WORK TASK
How do the records below read from their first line through the line containing "code: &str) -> Result<(), StorageError>;"? Write those lines out exactly.

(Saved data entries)
Start of Block
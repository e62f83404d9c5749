//! The persistence contract consumed by the grant flows.
//!
//! Single-use enforcement of codes and refresh tokens is delegated to the
//! backend: loading a record does not consume it, the finalizer removes the
//! predecessor after the successor was persisted. A backend may serialize
//! concurrent redemptions of the same code with a row lock, this crate only
//! relies on the remove operations.
use std::collections::HashMap;
use std::error;
use std::fmt;
use std::sync::{Arc, RwLock};

use super::client::{Client, SharedClient};
use super::grant::{AccessData, AuthorizeData};

/// Failure of a storage operation.
#[derive(Clone, Debug, Eq, PartialEq)]
pub enum StorageError {
    /// The requested record does not exist.
    ///
    /// Kept distinguishable from other failures so the flows can map a
    /// missing record to the protocol error the grant prescribes instead of
    /// a generic server error.
    NotFound,

    /// The backend failed. The message is retained for internal logging and
    /// never surfaced to clients.
    Internal(String),
}

impl fmt::Display for StorageError {
    fn fmt(&self, f: &mut fmt::Formatter) -> fmt::Result {
        match self {
            StorageError::NotFound => write!(f, "record not found"),
            StorageError::Internal(message) => write!(f, "storage failure: {}", message),
        }
    }
}

impl error::Error for StorageError {}

/// The storage operations the token endpoint depends on.
pub trait Storage {
    /// Look up a client by its identifier.
    fn client(&self, id: &str) -> Result<SharedClient, StorageError>;

    /// Load the record of a previously issued authorization code.
    fn load_authorize(&self, code: &str) -> Result<AuthorizeData, StorageError>;

    /// Invalidate an authorization code after it was redeemed.
    fn remove_authorize(&self, code: &str) -> Result<(), StorageError>;

    /// Load an access record by its refresh token.
    fn load_refresh(&self, refresh_token: &str) -> Result<AccessData, StorageError>;

    /// Persist a freshly minted access record.
    fn save_access(&self, data: &AccessData) -> Result<(), StorageError>;

    /// Remove an access record by its access token.
    fn remove_access(&self, access_token: &str) -> Result<(), StorageError>;
}

impl<'s, S: Storage + ?Sized> Storage for &'s S {
    fn client(&self, id: &str) -> Result<SharedClient, StorageError> {
        (**self).client(id)
    }

    fn load_authorize(&self, code: &str) -> Result<AuthorizeData, StorageError> {
        (**self).load_authorize(code)
    }

    fn remove_authorize(&self, code: &str) -> Result<(), StorageError> {
        (**self).remove_authorize(code)
    }

    fn load_refresh(&self, refresh_token: &str) -> Result<AccessData, StorageError> {
        (**self).load_refresh(refresh_token)
    }

    fn save_access(&self, data: &AccessData) -> Result<(), StorageError> {
        (**self).save_access(data)
    }

    fn remove_access(&self, access_token: &str) -> Result<(), StorageError> {
        (**self).remove_access(access_token)
    }
}

impl<S: Storage + ?Sized> Storage for Box<S> {
    fn client(&self, id: &str) -> Result<SharedClient, StorageError> {
        (**self).client(id)
    }

    fn load_authorize(&self, code: &str) -> Result<AuthorizeData, StorageError> {
        (**self).load_authorize(code)
    }

    fn remove_authorize(&self, code: &str) -> Result<(), StorageError> {
        (**self).remove_authorize(code)
    }

    fn load_refresh(&self, refresh_token: &str) -> Result<AccessData, StorageError> {
        (**self).load_refresh(refresh_token)
    }

    fn save_access(&self, data: &AccessData) -> Result<(), StorageError> {
        (**self).save_access(data)
    }

    fn remove_access(&self, access_token: &str) -> Result<(), StorageError> {
        (**self).remove_access(access_token)
    }
}

impl<S: Storage + ?Sized> Storage for Arc<S> {
    fn client(&self, id: &str) -> Result<SharedClient, StorageError> {
        (**self).client(id)
    }

    fn load_authorize(&self, code: &str) -> Result<AuthorizeData, StorageError> {
        (**self).load_authorize(code)
    }

    fn remove_authorize(&self, code: &str) -> Result<(), StorageError> {
        (**self).remove_authorize(code)
    }

    fn load_refresh(&self, refresh_token: &str) -> Result<AccessData, StorageError> {
        (**self).load_refresh(refresh_token)
    }

    fn save_access(&self, data: &AccessData) -> Result<(), StorageError> {
        (**self).save_access(data)
    }

    fn remove_access(&self, access_token: &str) -> Result<(), StorageError> {
        (**self).remove_access(access_token)
    }
}

/// A very simple, in-memory storage backend.
///
/// Suitable for tests and prototyping. Access records are indexed by access
/// token with a secondary index from refresh token to access token, the
/// same layout a database backend would use.
#[derive(Default)]
pub struct MemStorage {
    inner: RwLock<Inner>,
}

#[derive(Default)]
struct Inner {
    clients: HashMap<String, SharedClient>,
    authorize: HashMap<String, AuthorizeData>,
    access: HashMap<String, AccessData>,
    refresh: HashMap<String, String>,
}

impl MemStorage {
    /// Create an empty storage without any clients in it.
    pub fn new() -> MemStorage {
        MemStorage::default()
    }

    /// Insert or update a client record.
    pub fn register_client<C: Client + 'static>(&self, client: C) {
        let client: SharedClient = Arc::new(client);
        if let Ok(mut inner) = self.inner.write() {
            inner.clients.insert(client.id().to_string(), client);
        }
    }

    /// Store the record of an issued authorization code.
    ///
    /// The front-channel endpoint issuing codes is outside this crate, so
    /// callers seed codes directly.
    pub fn save_authorize(&self, data: AuthorizeData) {
        if let Ok(mut inner) = self.inner.write() {
            inner.authorize.insert(data.code.clone(), data);
        }
    }

    fn read(&self) -> Result<std::sync::RwLockReadGuard<Inner>, StorageError> {
        self.inner
            .read()
            .map_err(|_| StorageError::Internal("storage lock poisoned".to_string()))
    }

    fn write(&self) -> Result<std::sync::RwLockWriteGuard<Inner>, StorageError> {
        self.inner
            .write()
            .map_err(|_| StorageError::Internal("storage lock poisoned".to_string()))
    }
}

impl Storage for MemStorage {
    fn client(&self, id: &str) -> Result<SharedClient, StorageError> {
        self.read()?
            .clients
            .get(id)
            .cloned()
            .ok_or(StorageError::NotFound)
    }

    fn load_authorize(&self, code: &str) -> Result<AuthorizeData, StorageError> {
        self.read()?
            .authorize
            .get(code)
            .cloned()
            .ok_or(StorageError::NotFound)
    }

    fn remove_authorize(&self, code: &str) -> Result<(), StorageError> {
        self.write()?
            .authorize
            .remove(code)
            .map(|_| ())
            .ok_or(StorageError::NotFound)
    }

    fn load_refresh(&self, refresh_token: &str) -> Result<AccessData, StorageError> {
        let inner = self.read()?;
        let access_token = inner.refresh.get(refresh_token).ok_or(StorageError::NotFound)?;
        inner
            .access
            .get(access_token)
            .cloned()
            .ok_or(StorageError::NotFound)
    }

    fn save_access(&self, data: &AccessData) -> Result<(), StorageError> {
        let mut inner = self.write()?;
        if data.refreshable() {
            inner
                .refresh
                .insert(data.refresh_token.clone(), data.access_token.clone());
        }
        inner.access.insert(data.access_token.clone(), data.clone());
        Ok(())
    }

    fn remove_access(&self, access_token: &str) -> Result<(), StorageError> {
        let mut inner = self.write()?;
        let removed = inner.access.remove(access_token).ok_or(StorageError::NotFound)?;
        if removed.refreshable() {
            inner.refresh.remove(&removed.refresh_token);
        }
        Ok(())
    }
}

#[cfg(test)]
mod tests {
    use super::*;
    use crate::primitives::client::ClientRecord;
    use chrono::Utc;

    fn example_access(access_token: &str, refresh_token: &str) -> AccessData {
        AccessData {
            client: Arc::new(ClientRecord::new("c1", "s1", "https://client.example/cb")),
            authorize_data: None,
            access_data: None,
            access_token: access_token.to_string(),
            refresh_token: refresh_token.to_string(),
            expires_in: 3600,
            refresh_expires_in: 86400,
            scope: "read".to_string(),
            redirect_uri: "https://client.example/cb".to_string(),
            created_at: Utc::now(),
            user_data: None,
        }
    }

    #[test]
    fn clients_roundtrip() {
        let storage = MemStorage::new();
        storage.register_client(ClientRecord::new("c1", "s1", "https://client.example/cb"));

        let client = storage.client("c1").unwrap();
        assert_eq!(client.id(), "c1");
        assert_eq!(storage.client("c2").unwrap_err(), StorageError::NotFound);
    }

    #[test]
    fn authorize_is_single_use() {
        let storage = MemStorage::new();
        let client = Arc::new(ClientRecord::new("c1", "s1", "https://client.example/cb"));
        storage.save_authorize(AuthorizeData {
            client,
            code: "C".to_string(),
            expires_in: 60,
            scope: String::new(),
            redirect_uri: "https://client.example/cb".to_string(),
            created_at: Utc::now(),
            user_data: None,
            code_challenge: String::new(),
            code_challenge_method: String::new(),
        });

        assert!(storage.load_authorize("C").is_ok());
        storage.remove_authorize("C").unwrap();
        assert_eq!(storage.load_authorize("C").unwrap_err(), StorageError::NotFound);
        assert_eq!(storage.remove_authorize("C").unwrap_err(), StorageError::NotFound);
    }

    #[test]
    fn refresh_index_follows_access_record() {
        let storage = MemStorage::new();
        storage.save_access(&example_access("at1", "rt1")).unwrap();

        let loaded = storage.load_refresh("rt1").unwrap();
        assert_eq!(loaded.access_token, "at1");

        storage.remove_access("at1").unwrap();
        assert_eq!(storage.load_refresh("rt1").unwrap_err(), StorageError::NotFound);
    }

    #[test]
    fn unrefreshable_record_has_no_index() {
        let storage = MemStorage::new();
        storage.save_access(&example_access("at1", "")).unwrap();
        assert_eq!(storage.load_refresh("").unwrap_err(), StorageError::NotFound);
    }
}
End of Block
ANSWER TO THIS EXERCISE
repository e62f83404d9c5749
//! The persistence contract consumed by the grant flows.
//!
//! Single-use enforcement of codes and refresh tokens is delegated to the
//! backend: loading a record does not consume it, the finalizer removes the
//! predecessor after the successor was persisted. A backend may serialize
//! concurrent redemptions of the same code with a row lock, this crate only
//! relies on the remove operations.
use std::collections::HashMap;
use std::error;
use std::fmt;
use std::sync::{Arc, RwLock};

use super::client::{Client, SharedClient};
use super::grant::{AccessData, AuthorizeData};

/// Failure of a storage operation.
#[derive(Clone, Debug, Eq, PartialEq)]
pub enum StorageError {
    /// The requested record does not exist.
    ///
    /// Kept distinguishable from other failures so the flows can map a
    /// missing record to the protocol error the grant prescribes instead of
    /// a generic server error.
    NotFound,

    /// The backend failed. The message is retained for internal logging and
    /// never surfaced to clients.
    Internal(String),
}

impl fmt::Display for StorageError {
    fn fmt(&self, f: &mut fmt::Formatter) -> fmt::Result {
        match self {
            StorageError::NotFound => write!(f, "record not found"),
            StorageError::Internal(message) => write!(f, "storage failure: {}", message),
        }
    }
}

impl error::Error for StorageError {}

/// The storage operations the token endpoint depends on.
pub trait Storage {
    /// Look up a client by its identifier.
    fn client(&self, id: &str) -> Result<SharedClient, StorageError>;

    /// Load the record of a previously issued authorization code.
    fn load_authorize(&self, code: &str) -> Result<AuthorizeData, StorageError>;

    /// Invalidate an authorization code after it was redeemed.
    fn remove_authorize(&self, code: &str) -> Result<(), StorageError>;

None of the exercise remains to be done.